In a move to recruit more soldiers, challenge stereotypes, and broaden its appeal to young people and their influencers, the Army has launched a new campaign to attract Generation Z (16-24 year olds).
The sociological make-up of Generation Z, captured in a new survey commissioned by the Army of 2,000 16-24 year olds, suggests they are altruistic, driven, open-minded and long to stand on their own two feet.
The Army is seeking to grab their attention by telling them: ‘Don’t join the Army, don’t become a better you’.
Born into a world where social unrest, economic difficulties, and international terrorism are reaching wider across the globe, members of Generation Z generally fear they face a more uncertain future than their parents and as such will have to work harder in life to achieve their goals.
Despite this uncertainty they are optimistic and ambitious, with almost half (48 per cent) wanting to become better versions of themselves and three in four (83 per cent) feeling confident they will meet their full potential and succeed in life.
The Army has been recruiting against a competitive jobs market and record low unemployment rates, is now hoping to broaden consideration of the force as a career to a wider group of 16-24 year olds, by hooking into Generation Z’s emotional drive and aspirational desire to grow and do something that matters in their lives.
General Chris Tickell, General Officer Commanding, Army Recruiting and Training Division, said: “The Army should be one of the top career choices for 16-24 year olds who want to better themselves, make their family proud, and do something that matters. Too many people in this age bracket may have no idea that the Army is recruiting and those that do may not consider it as a career because of false stereotypes and misperceptions: from thinking there are no roles other than infantry and combat, to believing the Army is not for people like them.
“We want young people to understand the Army is much more than just combat. Currently UK armed forces are deployed in more than 80 countries across the world, conducting a range of activity and the Army has done some really positive work assisting with humanitarian efforts, such as in Sierra Leone combating the Ebola crisis, and UN peacekeeping missions in Cyprus.
“That’s why we have deliberately designed a bold, new recruitment campaign that uses reverse psychology and a thought-provoking approach. It will encourage young people and those who influence them to notice the Army, and start having open conversations with real soldiers and their friends and relatives. They can discuss any reservations they may have about joining head on and take the opportunity to consider how much the Army has to offer them and whether it is the right career for them.”
When questioned about the 200 different job roles on offer in the Army, the majority did not realise these roles were available.

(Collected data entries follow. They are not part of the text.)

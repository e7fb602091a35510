//! Live TCP test: two peers on localhost
//!
//! Usage:
//!   cargo test --release --test live_tcp_test -- --nocapture

use std::net::SocketAddr;
use std::sync::Arc;
use std::thread;
use std::time::{Duration, Instant};

use parking_lot::Mutex;

use repnet::core::{KindInfo, KindTable, Nid, TypeTag};
use repnet::network::{
    Acceptor, Connection, ConnectionStatus, P2pAcceptor, P2pTransport, PeerId, SessionReceiver,
    TcpTransport,
};
use repnet::protocol::{
    BinaryReader, BinaryWriter, ConnectReason, MessageHeader, MessageId, Reader, Writer,
};
use repnet::{NetworkProfiler, TransportConfig};

const UNIT: TypeTag = TypeTag(4);
static ROWS: [KindInfo; 1] = [KindInfo::new(UNIT, "Unit", true)];
static KINDS: KindTable = KindTable::new(&ROWS);

fn localhost() -> SocketAddr {
    "127.0.0.1:0".parse().unwrap()
}

fn wait_until(what: &str, mut cond: impl FnMut() -> bool) {
    let deadline = Instant::now() + Duration::from_secs(10);
    while !cond() {
        assert!(Instant::now() < deadline, "timed out waiting for {what}");
        thread::sleep(Duration::from_millis(2));
    }
}

#[derive(Default)]
struct Collector {
    connected: Mutex<Vec<Arc<dyn Connection>>>,
    updates: Mutex<Vec<(u32, Vec<u8>)>>,
}

impl SessionReceiver for Collector {
    fn on_connected(&self, connection: Arc<dyn Connection>) {
        self.connected.lock().push(connection);
    }

    fn on_message(&self, _connection: &dyn Connection, message: &[u8]) {
        let mut reader = BinaryReader::new(message).with_kinds(KINDS);
        let header = reader.read_message_header().unwrap();
        let body = reader.read_bytes("body").unwrap();
        self.updates.lock().push((header.nid.id(), body));
    }
}

fn update(id: u32, len: usize) -> Vec<u8> {
    let nid = Nid::new(UNIT, 1, id).unwrap();
    let mut writer = BinaryWriter::new().with_kinds(KINDS);
    writer
        .write_message_header(&MessageHeader::new(MessageId::ObjectUpdate, nid))
        .unwrap();
    writer.write_bytes("body", &update_body(id, len)).unwrap();
    writer.into_bytes()
}

#[test]
fn test_raw_packets_over_tcp() {
    let a = TcpTransport::bind(PeerId(10), localhost()).unwrap();
    let b = TcpTransport::bind(PeerId(20), localhost()).unwrap();
    a.add_peer(PeerId(20), b.local_addr());

    a.send(PeerId(20), 3, b"hello").unwrap();
    a.send(PeerId(20), 4, &vec![7u8; 100_000]).unwrap();
    wait_until("packets", || b.available(3).is_some() && b.available(4).is_some());

    let mut small = [0u8; 8];
    assert_eq!(b.read(3, &mut small), Some((PeerId(10), 5)));
    assert_eq!(&small[..5], b"hello");

    // Too small a buffer leaves the packet queued
    assert_eq!(b.read(4, &mut small), None);
    assert_eq!(b.available(4), Some(100_000));
    let mut big = vec![0u8; 100_000];
    assert_eq!(b.read(4, &mut big), Some((PeerId(10), 100_000)));
    assert!(big.iter().all(|&x| x == 7));

    // The accepted link routes replies without an address
    b.send(PeerId(10), 3, b"back").unwrap();
    wait_until("reply", || a.available(3).is_some());
    assert_eq!(b.connected_peers(), vec![PeerId(10)]);

    a.shutdown();
    b.shutdown();
}

#[test]
fn test_sessions_over_tcp() {
    let config = TransportConfig::default()
        .with_chunk_size(256)
        .with_poll_interval(Duration::from_millis(1));

    let ta = Arc::new(TcpTransport::bind(PeerId(1), localhost()).unwrap());
    let tb = Arc::new(TcpTransport::bind(PeerId(2), localhost()).unwrap());
    ta.add_peer(PeerId(2), tb.local_addr());

    let profiler = Arc::new(NetworkProfiler::new(64, KINDS));
    let alice = Arc::new(Collector::default());
    let bob = Arc::new(Collector::default());
    let a = P2pAcceptor::new(ta.clone(), alice.clone(), config.clone(), Some(profiler.clone())).unwrap();
    let b = P2pAcceptor::new(tb.clone(), bob.clone(), config, None).unwrap();
    a.start().unwrap();
    b.start().unwrap();

    let conn = a.connect(PeerId(2), ConnectReason::Session).unwrap();
    wait_until("handshake", || conn.status() == ConnectionStatus::Connected);

    const MESSAGES: u32 = 500;
    let mut expected = Vec::new();
    for id in 1..=MESSAGES {
        let len = (id as usize * 37) % 1500;
        let message = update(id, len);
        expected.push((id, update_body(id, len)));
        assert!(conn.send(&message));
    }

    wait_until("all updates", || bob.updates.lock().len() == MESSAGES as usize);
    assert_eq!(*bob.updates.lock(), expected);

    let (sent, _) = profiler.totals();
    assert!(sent > 0);
    let by_type = profiler.stats();
    let updates = by_type
        .iter()
        .find(|(key, _)| key.tag == UNIT)
        .map(|(_, stat)| stat.count)
        .unwrap();
    assert_eq!(updates, u64::from(MESSAGES));

    a.stop();
    b.stop();
    ta.shutdown();
    tb.shutdown();
}

fn update_body(id: u32, len: usize) -> Vec<u8> {
    (0..len).map(|i| (i as u32 ^ id) as u8).collect()
}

The majority are not aware of the significant job opportunities in the Army with roles such as painters, musicians, lawyers, carpenters, chaplins, teachers, HR specialists, personal trainers, vets, metalsmiths or dog handlers.

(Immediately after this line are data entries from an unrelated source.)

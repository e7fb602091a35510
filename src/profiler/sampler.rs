//! Rate window and running statistics

use std::time::{Duration, Instant};

use crate::core::RingBuffer;

#[derive(Debug, Clone, Copy, Default)]
struct Sample {
    at: Option<Instant>,
    bytes: u32,
}

/// Timestamped byte counts over a fixed window of recent messages.
#[derive(Debug, Clone)]
pub struct Sampler {
    window: RingBuffer<Sample>,
    total_bytes: u64,
    total_messages: u64,
}

impl Sampler {
    /// # Panics
    /// Panics if `window == 0`.
    pub fn new(window: usize) -> Self {
        Self {
            window: RingBuffer::new(window),
            total_bytes: 0,
            total_messages: 0,
        }
    }

    pub fn add(&mut self, bytes: usize) {
        self.add_at(Instant::now(), bytes);
    }

    pub fn add_at(&mut self, at: Instant, bytes: usize) {
        let bytes = u32::try_from(bytes).unwrap_or(u32::MAX);
        self.window.push(Sample {
            at: Some(at),
            bytes,
        });
        self.total_bytes += u64::from(bytes);
        self.total_messages += 1;
    }

    /// Time between the oldest and newest sample in the window.
    pub fn span(&self) -> Duration {
        match (self.window.oldest(), self.window.newest()) {
            (Some(Sample { at: Some(a), .. }), Some(Sample { at: Some(b), .. })) => b.saturating_duration_since(a),
            _ => Duration::ZERO,
        }
    }

    /// Bytes per second over the window. The oldest sample only marks the
    /// window start; its bytes are not counted.
    pub fn bytes_per_sec(&self) -> f64 {
        let span = self.span().as_secs_f64();
        if span <= 0.0 {
            return 0.0;
        }
        let bytes: u64 = self.window.iter().skip(1).map(|s| u64::from(s.bytes)).sum();
        bytes as f64 / span
    }

    pub fn messages_per_sec(&self) -> f64 {
        let span = self.span().as_secs_f64();
        if span <= 0.0 {
            return 0.0;
        }
        (self.window.len() - 1) as f64 / span
    }

    pub fn total_bytes(&self) -> u64 {
        self.total_bytes
    }

    pub fn total_messages(&self) -> u64 {
        self.total_messages
    }

    pub fn reset(&mut self) {
        self.window.clear();
        self.total_bytes = 0;
        self.total_messages = 0;
    }
}

/// Count, min, max and sum of observed sizes.
#[derive(Debug, Clone, Copy, Default, PartialEq, Eq)]
pub struct Stat {
    pub count: u64,
    pub min: u64,
    pub max: u64,
    pub sum: u64,
}

impl Stat {
    pub fn add(&mut self, value: u64) {
        if self.count == 0 {
            self.min = value;
            self.max = value;
        } else {
            self.min = self.min.min(value);
            self.max = self.max.max(value);
        }
        self.count += 1;
        self.sum += value;
    }

    pub fn avg(&self) -> f64 {
        if self.count == 0 {
            return 0.0;
        }
        self.sum as f64 / self.count as f64
    }
}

With increased investment in defensive and offensive cyber capabilities confirmed by the Government, the Army offers young people the opportunity pursue specialist technical roles, from apprenticeships in aeronautical engineering to becoming a geo-technician, the Army’s experts in mapping and risk.

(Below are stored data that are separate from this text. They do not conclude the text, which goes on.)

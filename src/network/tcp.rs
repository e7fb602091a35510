//! TCP implementation of [`P2pTransport`]
//!
//! One mio-driven IO thread accepts sockets and reads every link; senders
//! write directly from the calling thread. Outbound links are opened lazily
//! on the first send to a peer registered with [`TcpTransport::add_peer`].
//!
//! Stream layout:
//! - connecting side first writes its peer id, 8 bytes little-endian
//! - then packets `[var channel][var length][payload]` in both directions

use std::collections::{HashMap, VecDeque};
use std::io::{self, Read, Write};
use std::net::{self, SocketAddr};
use std::sync::atomic::{AtomicBool, AtomicUsize, Ordering};
use std::sync::Arc;
use std::thread::{self, JoinHandle};
use std::time::Duration;

use mio::net::{TcpListener, TcpStream};
use mio::{Events, Interest, Poll, Registry, Token, Waker};
use parking_lot::Mutex;
use tracing::{debug, error, info, trace, warn};

use super::transport::{P2pTransport, PeerId};
use crate::error::TransportError;
use crate::protocol::varint;

const LISTENER: Token = Token(0);
const WAKER: Token = Token(1);
const FIRST_LINK: usize = 2;

const EVENTS_CAPACITY: usize = 256;
const POLL_TIMEOUT: Duration = Duration::from_millis(10);
const READ_CHUNK: usize = 64 * 1024;
const SOCKET_BUFFER: usize = 256 * 1024;
const MAX_PACKET_LEN: usize = 16 * 1024 * 1024;
const HELLO_LEN: usize = 8;

/// One socket, readable by the IO thread and writable by senders.
#[derive(Debug)]
struct Link {
    stream: TcpStream,
    write_lock: Mutex<()>,
}

impl Link {
    /// Write a whole packet on a non-blocking socket.
    fn write_packet(&self, packet: &[u8]) -> io::Result<()> {
        let _guard = self.write_lock.lock();
        let mut written = 0;
        while written < packet.len() {
            match (&self.stream).write(&packet[written..]) {
                Ok(0) => return Err(io::ErrorKind::WriteZero.into()),
                Ok(n) => written += n,
                Err(ref e) if e.kind() == io::ErrorKind::WouldBlock => {
                    thread::sleep(Duration::from_micros(100));
                }
                Err(ref e) if e.kind() == io::ErrorKind::Interrupted => {}
                Err(e) => return Err(e),
            }
        }
        Ok(())
    }
}

struct Shared {
    local: PeerId,
    registry: Registry,
    waker: Waker,
    running: AtomicBool,
    next_token: AtomicUsize,
    addresses: Mutex<HashMap<PeerId, SocketAddr>>,
    routes: Mutex<HashMap<PeerId, Arc<Link>>>,
    /// Outbound links registered by senders, picked up by the IO thread
    pending: Mutex<Vec<(Token, PeerId, Arc<Link>)>>,
    inbox: Mutex<HashMap<u32, VecDeque<(PeerId, Vec<u8>)>>>,
}

impl Shared {
    fn deliver(&self, from: PeerId, channel: u32, packet: Vec<u8>) {
        trace!(from = %from, channel, len = packet.len(), "tcp packet");
        self.inbox
            .lock()
            .entry(channel)
            .or_default()
            .push_back((from, packet));
    }

    /// Existing route to `peer`, or a fresh outbound link.
    fn route(&self, peer: PeerId) -> Result<Arc<Link>, TransportError> {
        if let Some(link) = self.routes.lock().get(&peer) {
            return Ok(Arc::clone(link));
        }
        let addr = self
            .addresses
            .lock()
            .get(&peer)
            .copied()
            .ok_or(TransportError::UnknownPeer(peer))?;

        let mut std_stream = net::TcpStream::connect(addr)?;
        std_stream.write_all(&self.local.0.to_le_bytes())?;
        std_stream.set_nonblocking(true)?;
        let mut stream = TcpStream::from_std(std_stream);
        tune_socket(&stream)?;

        let token = Token(self.next_token.fetch_add(1, Ordering::Relaxed));
        self.registry.register(&mut stream, token, Interest::READABLE)?;
        let link = Arc::new(Link {
            stream,
            write_lock: Mutex::new(()),
        });

        let mut routes = self.routes.lock();
        if let Some(existing) = routes.get(&peer) {
            // Another sender connected meanwhile; ours closes on drop
            return Ok(Arc::clone(existing));
        }
        routes.insert(peer, Arc::clone(&link));
        self.pending.lock().push((token, peer, Arc::clone(&link)));
        drop(routes);
        info!(peer = %peer, %addr, "opened tcp link");
        Ok(link)
    }
}

/// Socket-level tuning shared by accepted and outbound links.
fn tune_socket(stream: &TcpStream) -> io::Result<()> {
    stream.set_nodelay(true)?;

    // Best effort; not every platform honors these
    #[cfg(unix)]
    {
        use std::os::unix::io::AsRawFd;
        let fd = stream.as_raw_fd();
        let optval = SOCKET_BUFFER as libc::c_int;
        unsafe {
            libc::setsockopt(
                fd,
                libc::SOL_SOCKET,
                libc::SO_SNDBUF,
                &optval as *const _ as *const libc::c_void,
                std::mem::size_of::<libc::c_int>() as libc::socklen_t,
            );
            libc::setsockopt(
                fd,
                libc::SOL_SOCKET,
                libc::SO_RCVBUF,
                &optval as *const _ as *const libc::c_void,
                std::mem::size_of::<libc::c_int>() as libc::socklen_t,
            );
        }
    }
    Ok(())
}

/// Per-link read state kept by the IO thread.
struct LinkState {
    link: Arc<Link>,
    /// Unknown until the connecting side's hello arrives
    peer: Option<PeerId>,
    buffer: Vec<u8>,
}

impl LinkState {
    fn new(link: Arc<Link>, peer: Option<PeerId>) -> Self {
        Self {
            link,
            peer,
            buffer: Vec::new(),
        }
    }

    fn take_hello(&mut self) -> Option<PeerId> {
        if self.buffer.len() < HELLO_LEN {
            return None;
        }
        let mut raw = [0u8; HELLO_LEN];
        raw.copy_from_slice(&self.buffer[..HELLO_LEN]);
        self.buffer.drain(..HELLO_LEN);
        Some(PeerId(u64::from_le_bytes(raw)))
    }

    /// Next complete `(channel, payload)` packet.
    fn next_packet(&mut self) -> io::Result<Option<(u32, Vec<u8>)>> {
        let corrupt = |_| io::Error::new(io::ErrorKind::InvalidData, "corrupt packet header");
        let Some((channel, a)) = varint::read_u32(&self.buffer).map_err(corrupt)? else {
            return Ok(None);
        };
        let Some((len, b)) = varint::read_u32(&self.buffer[a..]).map_err(corrupt)? else {
            return Ok(None);
        };
        let len = len as usize;
        if len > MAX_PACKET_LEN {
            return Err(io::Error::new(io::ErrorKind::InvalidData, "packet too large"));
        }
        let start = a + b;
        if self.buffer.len() < start + len {
            return Ok(None);
        }
        let payload = self.buffer[start..start + len].to_vec();
        self.buffer.drain(..start + len);
        Ok(Some((channel, payload)))
    }
}

/// mio-backed TCP transport.
pub struct TcpTransport {
    shared: Arc<Shared>,
    local_addr: SocketAddr,
    io_thread: Mutex<Option<JoinHandle<()>>>,
}

impl TcpTransport {
    /// Listen on `addr` and start the IO thread.
    pub fn bind(local: PeerId, addr: SocketAddr) -> Result<Self, TransportError> {
        let poll = Poll::new()?;

        let std_listener = net::TcpListener::bind(addr)?;
        std_listener.set_nonblocking(true)?;
        let mut listener = TcpListener::from_std(std_listener);
        let local_addr = listener.local_addr()?;

        poll.registry()
            .register(&mut listener, LISTENER, Interest::READABLE)?;
        let waker = Waker::new(poll.registry(), WAKER)?;

        let shared = Arc::new(Shared {
            local,
            registry: poll.registry().try_clone()?,
            waker,
            running: AtomicBool::new(true),
            next_token: AtomicUsize::new(FIRST_LINK),
            addresses: Mutex::new(HashMap::new()),
            routes: Mutex::new(HashMap::new()),
            pending: Mutex::new(Vec::new()),
            inbox: Mutex::new(HashMap::new()),
        });

        let io_shared = Arc::clone(&shared);
        let handle = thread::Builder::new()
            .name("repnet-tcp-io".into())
            .spawn(move || run_io(poll, listener, io_shared))?;

        info!(peer = %local, addr = %local_addr, "tcp transport listening");
        Ok(Self {
            shared,
            local_addr,
            io_thread: Mutex::new(Some(handle)),
        })
    }

    pub fn local_addr(&self) -> SocketAddr {
        self.local_addr
    }

    /// Record where `peer` listens; the link opens on first send.
    pub fn add_peer(&self, peer: PeerId, addr: SocketAddr) {
        self.shared.addresses.lock().insert(peer, addr);
    }

    /// Peers with an open link.
    pub fn connected_peers(&self) -> Vec<PeerId> {
        self.shared.routes.lock().keys().copied().collect()
    }

    /// Stop the IO thread and close every link. Idempotent.
    pub fn shutdown(&self) {
        if !self.shared.running.swap(false, Ordering::AcqRel) {
            return;
        }
        if let Err(e) = self.shared.waker.wake() {
            warn!(error = %e, "failed to wake tcp io thread");
        }
        if let Some(handle) = self.io_thread.lock().take() {
            if handle.join().is_err() {
                error!("tcp io thread panicked");
            }
        }
        self.shared.routes.lock().clear();
        debug!(peer = %self.shared.local, "tcp transport shut down");
    }
}

impl Drop for TcpTransport {
    fn drop(&mut self) {
        self.shutdown();
    }
}

impl P2pTransport for TcpTransport {
    fn local_peer(&self) -> PeerId {
        self.shared.local
    }

    fn send(&self, to: PeerId, channel: u32, data: &[u8]) -> Result<(), TransportError> {
        if !self.shared.running.load(Ordering::Acquire) {
            return Err(TransportError::Closed);
        }
        let link = self.shared.route(to)?;

        let mut packet = Vec::with_capacity(2 * varint::MAX_VARINT_LEN + data.len());
        varint::write_u32(&mut packet, channel);
        varint::write_u32(&mut packet, data.len() as u32);
        packet.extend_from_slice(data);

        link.write_packet(&packet).map_err(|source| {
            // Drop the broken route so the next send reconnects
            let mut routes = self.shared.routes.lock();
            if routes.get(&to).is_some_and(|l| Arc::ptr_eq(l, &link)) {
                routes.remove(&to);
            }
            TransportError::Send {
                peer: to,
                channel,
                source,
            }
        })
    }

    fn available(&self, channel: u32) -> Option<usize> {
        let inbox = self.shared.inbox.lock();
        inbox.get(&channel)?.front().map(|(_, p)| p.len())
    }

    fn read(&self, channel: u32, buf: &mut [u8]) -> Option<(PeerId, usize)> {
        let mut inbox = self.shared.inbox.lock();
        let queue = inbox.get_mut(&channel)?;
        if queue.front()?.1.len() > buf.len() {
            return None;
        }
        let (from, packet) = queue.pop_front()?;
        buf[..packet.len()].copy_from_slice(&packet);
        Some((from, packet.len()))
    }
}

fn run_io(mut poll: Poll, listener: TcpListener, shared: Arc<Shared>) {
    let mut events = Events::with_capacity(EVENTS_CAPACITY);
    let mut links: HashMap<Token, LinkState> = HashMap::new();
    let mut read_buf = vec![0u8; READ_CHUNK].into_boxed_slice();

    while shared.running.load(Ordering::Acquire) {
        if let Err(e) = poll.poll(&mut events, Some(POLL_TIMEOUT)) {
            if e.kind() == io::ErrorKind::Interrupted {
                continue;
            }
            error!(error = %e, "tcp poll failed");
            break;
        }

        // Read adopted links once; data may have arrived before adoption
        let adopted: Vec<Token> = shared
            .pending
            .lock()
            .drain(..)
            .map(|(token, peer, link)| {
                links.insert(token, LinkState::new(link, Some(peer)));
                token
            })
            .collect();
        for token in adopted {
            if !read_link(token, &mut links, &shared, &mut read_buf) {
                close_link(token, &mut links, &shared);
            }
        }

        for event in events.iter() {
            match event.token() {
                LISTENER => accept_links(&listener, poll.registry(), &shared, &mut links),
                WAKER => {}
                token => {
                    if !read_link(token, &mut links, &shared, &mut read_buf) {
                        close_link(token, &mut links, &shared);
                    }
                }
            }
        }
    }
    debug!(links = links.len(), "tcp io thread exiting");
}

fn accept_links(
    listener: &TcpListener,
    registry: &Registry,
    shared: &Shared,
    links: &mut HashMap<Token, LinkState>,
) {
    loop {
        match listener.accept() {
            Ok((mut stream, addr)) => {
                if let Err(e) = tune_socket(&stream) {
                    warn!(%addr, error = %e, "socket tuning failed");
                }
                let token = Token(shared.next_token.fetch_add(1, Ordering::Relaxed));
                if let Err(e) = registry.register(&mut stream, token, Interest::READABLE) {
                    error!(%addr, error = %e, "failed to register accepted link");
                    continue;
                }
                let link = Arc::new(Link {
                    stream,
                    write_lock: Mutex::new(()),
                });
                links.insert(token, LinkState::new(link, None));
                debug!(%addr, ?token, "accepted tcp link");
            }
            Err(ref e) if e.kind() == io::ErrorKind::WouldBlock => break,
            Err(e) => {
                error!(error = %e, "accept failed");
                break;
            }
        }
    }
}

/// Drain a readable link. Returns `false` when the link must be closed.
fn read_link(token: Token, links: &mut HashMap<Token, LinkState>, shared: &Shared, read_buf: &mut [u8]) -> bool {
    let Some(state) = links.get_mut(&token) else {
        return true;
    };

    let mut open = true;
    loop {
        match (&state.link.stream).read(read_buf) {
            Ok(0) => {
                open = false;
                break;
            }
            Ok(n) => state.buffer.extend_from_slice(&read_buf[..n]),
            Err(ref e) if e.kind() == io::ErrorKind::WouldBlock => break,
            Err(ref e) if e.kind() == io::ErrorKind::Interrupted => {}
            Err(e) => {
                debug!(?token, error = %e, "tcp read failed");
                open = false;
                break;
            }
        }
    }

    if state.peer.is_none() {
        if let Some(peer) = state.take_hello() {
            state.peer = Some(peer);
            shared
                .routes
                .lock()
                .entry(peer)
                .or_insert_with(|| Arc::clone(&state.link));
            info!(peer = %peer, ?token, "tcp peer identified");
        }
    }

    if let Some(peer) = state.peer {
        loop {
            match state.next_packet() {
                Ok(Some((channel, payload))) => shared.deliver(peer, channel, payload),
                Ok(None) => break,
                Err(e) => {
                    warn!(peer = %peer, error = %e, "dropping tcp link");
                    return false;
                }
            }
        }
    }
    open
}

fn close_link(token: Token, links: &mut HashMap<Token, LinkState>, shared: &Shared) {
    let Some(state) = links.remove(&token) else {
        return;
    };
    if let Some(peer) = state.peer {
        let mut routes = shared.routes.lock();
        if routes.get(&peer).is_some_and(|l| Arc::ptr_eq(l, &state.link)) {
            routes.remove(&peer);
        }
        info!(peer = %peer, "tcp link closed");
    }
}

The Army’s new recruitment campaign – A Better You – focuses heavily on existing soldiers’ real experiences and journeys of personal growth in the Army, which have been captured in a new survey among serving soldiers.
The ‘A Better You’ campaign is digitally led and will be supported by radio and out of home advertising, with the aim of reaching the Army’s core recruitment audience of 16 to 24 year olds. It is supported by a new nationwide TV advert, which is intended to also appeal to 16-24 year olds, and their influencers, particularly parents.
All advertising will drive people to a new campaign hub on the Army jobs website and will run until the end of February. Further bursts of the campaign are planned for later in 2016.